All this will be memory-I will remember,then, the rows of palm trees opposite our house-and how pretty they look against summer skies. I will remember the red-and-yellow blossoms amidst the green canopies at campus, and the soft fallen leaves crunching under my shoes as I walk out of gate number 2. Will it seem fairytale, then, too?

As I sit here, writing, someone, somewhere is falling in love, someone is watching a sunset set the sky aglow. There have been times when I, too, have known beauty in a way few do. The sun rise over the ocean, a quiet countryside rise to the rythm of a kalbaishakhi storm. I have known beauty and I will know it again. So will you. So will everyone.

This is when I laugh at irretrievability-there is no beauty that will not come your way twice. You will feel your heart come home, again, you will wake to beauty someday. Again.

There is much darkness and despair all around, and I cannot look away…but when it all sits too heavy on the heart, I remember this.

Tonight, I am almost alone. It is too hot even for the air-conditioner to make the room completely comfortable, and my head hurts. But I have Leonard Cohen playing softly on my laptop, so everything is okay-for a while, nothing matters. Not the fast approaching exams-three days away now, I haven’t studied,not really. Not the way I keep drifting away from everyone around me,a little further every day.

“And what can I tell you, my brother, my killer

What can I possibly say

I guess that I miss you…I forgive you

I’m glad you stood in my way”

Leonard Cohen always reminds me of winter now…last winter, and suddenly I am back to those empty,aching days of December.
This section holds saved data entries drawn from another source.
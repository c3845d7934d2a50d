#![allow(dead_code)]

use async_trait::async_trait;
use dnsprobe_application::ports::{
    AssetStore, DiscoveryCache, DiscoverySession, EventDispatcher, PersistenceQueue,
    ResolverPool,
};
use dnsprobe_domain::{
    DnsQuestion, DomainError, ExtractedAnswer, FqdnAsset, QueryResponse, RecordType,
    ResponseCode,
};
use futures::future::BoxFuture;
use std::collections::{HashMap, HashSet, VecDeque};
use std::sync::atomic::{AtomicBool, AtomicUsize, Ordering};
use std::sync::{Arc, Mutex};
use std::time::Duration;
use tokio::sync::RwLock;
use tokio::task::JoinHandle;

pub fn answer(name: &str, record_type: RecordType, data: &str) -> ExtractedAnswer {
    ExtractedAnswer::new(name, record_type, data)
}

pub fn noerror(name: &str, answers: Vec<ExtractedAnswer>) -> QueryResponse {
    QueryResponse::new(name, ResponseCode::NoError, answers)
}

pub fn timeout() -> DomainError {
    DomainError::TransportTimeout {
        server: "192.0.2.1:53".parse().unwrap(),
    }
}

// ============================================================================
// Mock ResolverPool
// ============================================================================

/// Scripted results are consumed first; afterwards the pool answers from the
/// per-question table, falling back to NXDOMAIN.
pub struct MockResolverPool {
    name: String,
    size: usize,
    delay: Duration,
    script: Mutex<VecDeque<Result<QueryResponse, DomainError>>>,
    answers: RwLock<HashMap<(String, RecordType), Vec<ExtractedAnswer>>>,
    wildcard_domains: RwLock<HashSet<String>>,
    exchanges: AtomicUsize,
    in_flight: AtomicUsize,
    max_in_flight: AtomicUsize,
    questions: Mutex<Vec<DnsQuestion>>,
}

impl MockResolverPool {
    pub fn new(name: &str, size: usize) -> Self {
        Self {
            name: name.to_string(),
            size,
            delay: Duration::ZERO,
            script: Mutex::new(VecDeque::new()),
            answers: RwLock::new(HashMap::new()),
            wildcard_domains: RwLock::new(HashSet::new()),
            exchanges: AtomicUsize::new(0),
            in_flight: AtomicUsize::new(0),
            max_in_flight: AtomicUsize::new(0),
            questions: Mutex::new(Vec::new()),
        }
    }

    /// Every exchange sleeps for `delay` before answering.
    pub fn with_delay(mut self, delay: Duration) -> Self {
        self.delay = delay;
        self
    }

    pub fn push_result(&self, result: Result<QueryResponse, DomainError>) {
        self.script.lock().unwrap().push_back(result);
    }

    pub fn push_results(&self, result: Result<QueryResponse, DomainError>, times: usize) {
        let mut script = self.script.lock().unwrap();
        for _ in 0..times {
            script.push_back(result.clone());
        }
    }

    pub async fn set_answer(&self, name: &str, record_type: RecordType, data: &str) {
        self.answers
            .write()
            .await
            .entry((name.to_string(), record_type))
            .or_default()
            .push(answer(name, record_type, data));
    }

    pub async fn add_wildcard_domain(&self, domain: &str) {
        self.wildcard_domains.write().await.insert(domain.to_string());
    }

    pub fn exchanges(&self) -> usize {
        self.exchanges.load(Ordering::SeqCst)
    }

    pub fn max_in_flight(&self) -> usize {
        self.max_in_flight.load(Ordering::SeqCst)
    }

    pub fn questions(&self) -> Vec<DnsQuestion> {
        self.questions.lock().unwrap().clone()
    }
}

#[async_trait]
impl ResolverPool for MockResolverPool {
    fn name(&self) -> &str {
        &self.name
    }

    fn len(&self) -> usize {
        self.size
    }

    async fn exchange(&self, question: &DnsQuestion) -> Result<QueryResponse, DomainError> {
        self.exchanges.fetch_add(1, Ordering::SeqCst);
        self.questions.lock().unwrap().push(question.clone());

        let current = self.in_flight.fetch_add(1, Ordering::SeqCst) + 1;
        self.max_in_flight.fetch_max(current, Ordering::SeqCst);
        if !self.delay.is_zero() {
            tokio::time::sleep(self.delay).await;
        }
        self.in_flight.fetch_sub(1, Ordering::SeqCst);

        let scripted = self.script.lock().unwrap().pop_front();
        if let Some(result) = scripted {
            return result;
        }

        let key = (question.name.to_string(), question.record_type);
        match self.answers.read().await.get(&key) {
            Some(answers) => Ok(noerror(&question.name, answers.clone())),
            None => Ok(QueryResponse::new(
                question.name.clone(),
                ResponseCode::NXDomain,
                vec![],
            )),
        }
    }

    async fn wildcard_detected(&self, _response: &QueryResponse, domain: &str) -> bool {
        self.wildcard_domains.read().await.contains(domain)
    }
}

// ============================================================================
// Mock DiscoveryCache
// ============================================================================

#[derive(Default)]
pub struct MockDiscoveryCache {
    names: Mutex<HashSet<String>>,
}

impl MockDiscoveryCache {
    pub fn insert(&self, name: &str) {
        self.names.lock().unwrap().insert(name.to_string());
    }
}

impl DiscoveryCache for MockDiscoveryCache {
    fn contains_fqdn(&self, name: &str) -> bool {
        self.names.lock().unwrap().contains(name)
    }
}

// ============================================================================
// Mock AssetStore
// ============================================================================

#[derive(Default)]
pub struct MockAssetStore {
    upserts: RwLock<Vec<String>>,
    should_fail: AtomicBool,
}

impl MockAssetStore {
    pub fn set_should_fail(&self, should_fail: bool) {
        self.should_fail.store(should_fail, Ordering::SeqCst);
    }

    pub async fn upserts(&self) -> Vec<String> {
        self.upserts.read().await.clone()
    }
}

#[async_trait]
impl AssetStore for MockAssetStore {
    async fn upsert_fqdn(&self, name: &str) -> Result<FqdnAsset, DomainError> {
        let mut upserts = self.upserts.write().await;
        upserts.push(name.to_string());

        if self.should_fail.load(Ordering::SeqCst) {
            return Err(DomainError::Persistence("mock store failed".to_string()));
        }
        Ok(FqdnAsset::new(format!("asset-{}", upserts.len()), name))
    }
}

// ============================================================================
// Mock PersistenceQueue
// ============================================================================

/// Runs each task on its own tokio task and keeps the handle for `wait_all`.
#[derive(Default)]
pub struct MockPersistenceQueue {
    handles: Mutex<Vec<JoinHandle<()>>>,
    appended: AtomicUsize,
}

impl MockPersistenceQueue {
    pub fn appended(&self) -> usize {
        self.appended.load(Ordering::SeqCst)
    }

    pub async fn wait_all(&self) {
        let handles: Vec<_> = self.handles.lock().unwrap().drain(..).collect();
        for handle in handles {
            handle.await.unwrap();
        }
    }
}

impl PersistenceQueue for MockPersistenceQueue {
    fn append(&self, task: BoxFuture<'static, ()>) {
        self.appended.fetch_add(1, Ordering::SeqCst);
        self.handles.lock().unwrap().push(tokio::spawn(task));
    }
}

// ============================================================================
// Mock EventDispatcher
// ============================================================================

#[derive(Default)]
pub struct MockDispatcher {
    events: RwLock<Vec<(String, FqdnAsset)>>,
    should_fail: AtomicBool,
}

impl MockDispatcher {
    pub fn set_should_fail(&self, should_fail: bool) {
        self.should_fail.store(should_fail, Ordering::SeqCst);
    }

    pub async fn events(&self) -> Vec<(String, FqdnAsset)> {
        self.events.read().await.clone()
    }
}

#[async_trait]
impl EventDispatcher for MockDispatcher {
    async fn dispatch(
        &self,
        event_name: &str,
        asset: FqdnAsset,
        _session: Arc<dyn DiscoverySession>,
    ) -> Result<(), DomainError> {
        self.events
            .write()
            .await
            .push((event_name.to_string(), asset));

        if self.should_fail.load(Ordering::SeqCst) {
            return Err(DomainError::Dispatch("mock dispatcher failed".to_string()));
        }
        Ok(())
    }
}

// ============================================================================
// Mock DiscoverySession
// ============================================================================

pub struct MockSession {
    done: AtomicBool,
    pub cache: MockDiscoveryCache,
    pub store: Arc<MockAssetStore>,
    pub queue: Arc<MockPersistenceQueue>,
}

impl MockSession {
    pub fn new() -> Self {
        Self {
            done: AtomicBool::new(false),
            cache: MockDiscoveryCache::default(),
            store: Arc::new(MockAssetStore::default()),
            queue: Arc::new(MockPersistenceQueue::default()),
        }
    }

    pub fn cancel(&self) {
        self.done.store(true, Ordering::SeqCst);
    }
}

impl Default for MockSession {
    fn default() -> Self {
        Self::new()
    }
}

impl DiscoverySession for MockSession {
    fn id(&self) -> &str {
        "mock-session"
    }

    fn is_done(&self) -> bool {
        self.done.load(Ordering::SeqCst)
    }

    fn cache(&self) -> &dyn DiscoveryCache {
        &self.cache
    }

    fn store(&self) -> Arc<dyn AssetStore> {
        self.store.clone()
    }

    fn queue(&self) -> Arc<dyn PersistenceQueue> {
        self.queue.clone()
    }
}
To think what shade of hurt I did not nurse in myself,then…how would I have lived through it if not for this plaintive melody?

“If I ever have been untrue…it was never to you.”
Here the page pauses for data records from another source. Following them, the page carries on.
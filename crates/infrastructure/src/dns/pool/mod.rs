pub mod health;
pub mod query;
pub mod upstream;

pub use health::HealthThreshold;
pub use query::query_endpoint;
pub use upstream::{UpstreamPool, UpstreamPoolBuilder};
use serde::{Deserialize, Serialize};

use super::errors::ConfigError;
use super::guess::GuessConfig;
use super::logging::LoggingConfig;
use super::resolvers::ResolversConfig;
use crate::resolver_endpoint::parse_resolver_addr;

/// Root configuration, loaded from TOML.
#[derive(Debug, Clone, Default, Deserialize, Serialize)]
pub struct Config {
    #[serde(default)]
    pub logging: LoggingConfig,

    #[serde(default)]
    pub resolvers: ResolversConfig,

    #[serde(default)]
    pub guess: GuessConfig,
}

/// Values given on the command line that win over the file.
#[derive(Debug, Clone, Default)]
pub struct CliOverrides {
    pub log_level: Option<String>,
    pub public_list_url: Option<String>,
    pub disable_guessing: bool,
}

impl Config {
    /// Loads the config file if one is given, otherwise starts from defaults,
    /// then applies CLI overrides.
    pub fn load(path: Option<&str>, overrides: CliOverrides) -> Result<Self, ConfigError> {
        let mut config = match path {
            Some(path) => {
                let content = std::fs::read_to_string(path).map_err(|source| ConfigError::Read {
                    path: path.to_string(),
                    source,
                })?;
                Self::from_toml(&content).map_err(|source| ConfigError::Parse {
                    path: path.to_string(),
                    source,
                })?
            }
            None => Self::default(),
        };

        config.apply_overrides(overrides);
        Ok(config)
    }

    pub fn from_toml(content: &str) -> Result<Self, toml::de::Error> {
        toml::from_str(content)
    }

    fn apply_overrides(&mut self, overrides: CliOverrides) {
        if let Some(level) = overrides.log_level {
            self.logging.level = level;
        }
        if let Some(url) = overrides.public_list_url {
            self.resolvers.public_list_url = url;
        }
        if overrides.disable_guessing {
            self.guess.enabled = false;
        }
    }

    pub fn validate(&self) -> Result<(), ConfigError> {
        let r = &self.resolvers;

        if r.attempts == 0 {
            return Err(ConfigError::Validation(
                "resolvers.attempts must be at least 1".into(),
            ));
        }
        if r.trusted_timeout_ms == 0 || r.untrusted_timeout_ms == 0 {
            return Err(ConfigError::Validation(
                "resolver timeouts must be greater than zero".into(),
            ));
        }
        if !(0.0..=1.0).contains(&r.min_reliability) {
            return Err(ConfigError::Validation(format!(
                "resolvers.min_reliability must be within [0, 1], got {}",
                r.min_reliability
            )));
        }
        if r.public_qps == 0 || r.detection_qps == 0 {
            return Err(ConfigError::Validation(
                "queries per second must be greater than zero".into(),
            ));
        }
        if r.health.threshold == 0 {
            return Err(ConfigError::Validation(
                "resolvers.health.threshold must be at least 1".into(),
            ));
        }
        parse_resolver_addr(&r.detection_resolver).map_err(|e| {
            ConfigError::Validation(format!("resolvers.detection_resolver: {}", e))
        })?;

        Ok(())
    }
}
All the arms I almost took shelter in, just a little,just a few more days till I learnt to stand my own ground, even if my knees did tremble,still.

But all that was so long ago. It doesn’t seem so…I barely recall the last six months,except in bits and pieces…mostly in a few moments of acute despair. Yet I lived, and I will,now too…whether I like it or not.

May. Five months since December,when I quietly learnt to feel everything a little too much without breaking apart. Or maybe I had broken already and did so over again, the chilly 2 a.ms when I sobbed into the pillow, listening to Jeff Buckley cry for lost loves-“I think I have forgotten her now.”

I thought I never would forget you.

But I thought I would move ahead,all the same. I prided myself on survival. On how much I could hurt and not let it show. The sheer recklessness. I must have picked it off some song I listened to-the rage in Janis Joplin’s voice when she screamed, “so take another piece of my heart now,baby.”

A bright 4 p.m. and I am watching the sun set over stuffy buildings in some decaying part of the city. I never thought of heartbreak, not then, but I pondered its sheer inevitability the next morning as I lay in bed. It never came to anything.

I outgrew them all. The smoke. The aftertaste of beer. Short dresses. A chillum passed around in the park as we sat sweating, huddled in a circle. I lost it all. I gave it all up.

Where did I go, then? What about the after? I wish I knew. Only, sometimes, in nights like this when the moon is almost full and there’s a voice in my head, humming-

“Maybe there’s a god above, but all I have ever learnt from love,is how to shoot somebody who outdrew ya”- I wonder. Nights like these I am almost fifteen again, alone and reckless and frightened, and ready to throw myself in,headlong into any semblance of lost love.